▶ [Data]:
[Start of section]

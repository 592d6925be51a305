use clap::Parser;
use slr_parser::cli::{self, Cli};
use std::process;

fn main() {
    env_logger::init();
    let cli = Cli::parse();
    if let Err(e) = cli::run(&cli) {
        eprintln!("Error: {}", e);
        process::exit(1);
    }
}
//! FIRST and FOLLOW set computation over the augmented productions.
//!
//! Both computations are least-fixed-point iterations that run until a
//! full pass produces no growth. The grammar model has no ε-productions
//! (empty alternations are rejected before any table work), so FIRST of a
//! sequence depends only on its first symbol.

use crate::production::Production;
use crate::symbol::Symbol;
use std::collections::{HashMap, HashSet};

/// FIRST sets keyed by non-terminal name.
pub type FirstSets = HashMap<String, HashSet<Symbol>>;

/// FOLLOW sets keyed by non-terminal name.
pub type FollowSets = HashMap<String, HashSet<Symbol>>;

/// Computes FIRST for every non-terminal.
///
/// FIRST of a terminal is the terminal itself and is resolved inline; the
/// map only carries non-terminal entries.
pub fn compute_first_sets(productions: &[Production]) -> FirstSets {
    let mut first_sets: FirstSets = HashMap::new();
    for production in productions {
        first_sets.entry(production.lhs.clone()).or_default();
    }

    let mut changed = true;
    while changed {
        changed = false;

        for production in productions {
            if production.rhs.is_empty() {
                continue;
            }

            let addition = first_of_sequence(&first_sets, &production.rhs);
            let set = first_sets.entry(production.lhs.clone()).or_default();
            let before = set.len();
            set.extend(addition);
            if set.len() > before {
                changed = true;
            }
        }
    }

    first_sets
}

/// FIRST of a symbol sequence; with no ε-productions this is FIRST of the
/// first symbol (empty for an empty sequence).
pub fn first_of_sequence(first_sets: &FirstSets, symbols: &[Symbol]) -> HashSet<Symbol> {
    match symbols.first() {
        Some(sym) if sym.is_terminal() => HashSet::from([sym.clone()]),
        Some(sym) => first_sets.get(sym.name()).cloned().unwrap_or_default(),
        None => HashSet::new(),
    }
}

/// Computes FOLLOW for every non-terminal, seeded with `#` in the FOLLOW
/// set of the augmented start symbol.
///
/// For each production `A -> α B β`: FIRST(β) feeds FOLLOW(B), and when
/// `B` closes the RHS, FOLLOW(A) feeds FOLLOW(B).
pub fn compute_follow_sets(
    productions: &[Production],
    augmented_start: &str,
    first_sets: &FirstSets,
) -> FollowSets {
    let mut follow_sets: FollowSets = HashMap::new();
    for production in productions {
        follow_sets.entry(production.lhs.clone()).or_default();
    }
    follow_sets
        .entry(augmented_start.to_string())
        .or_default()
        .insert(Symbol::end_marker());

    let mut changed = true;
    while changed {
        changed = false;

        for production in productions {
            let rhs = &production.rhs;
            for (i, symbol) in rhs.iter().enumerate() {
                if !symbol.is_non_terminal() {
                    continue;
                }

                let mut addition: HashSet<Symbol> = HashSet::new();
                let beta = &rhs[i + 1..];
                if !beta.is_empty() {
                    addition.extend(first_of_sequence(first_sets, beta));
                } else {
                    let follow_lhs = follow_sets
                        .get(&production.lhs)
                        .cloned()
                        .unwrap_or_default();
                    addition.extend(follow_lhs);
                }

                let set = follow_sets.entry(symbol.name().to_string()).or_default();
                let before = set.len();
                set.extend(addition);
                if set.len() > before {
                    changed = true;
                }
            }
        }
    }

    follow_sets
}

[End of section]

▶ [Assigned task]: Find all lines in the records that hold the word "only". Copy them.

▶ [Solution to the problem]:
//! sequence depends only on its first symbol.
/// map only carries non-terminal entries.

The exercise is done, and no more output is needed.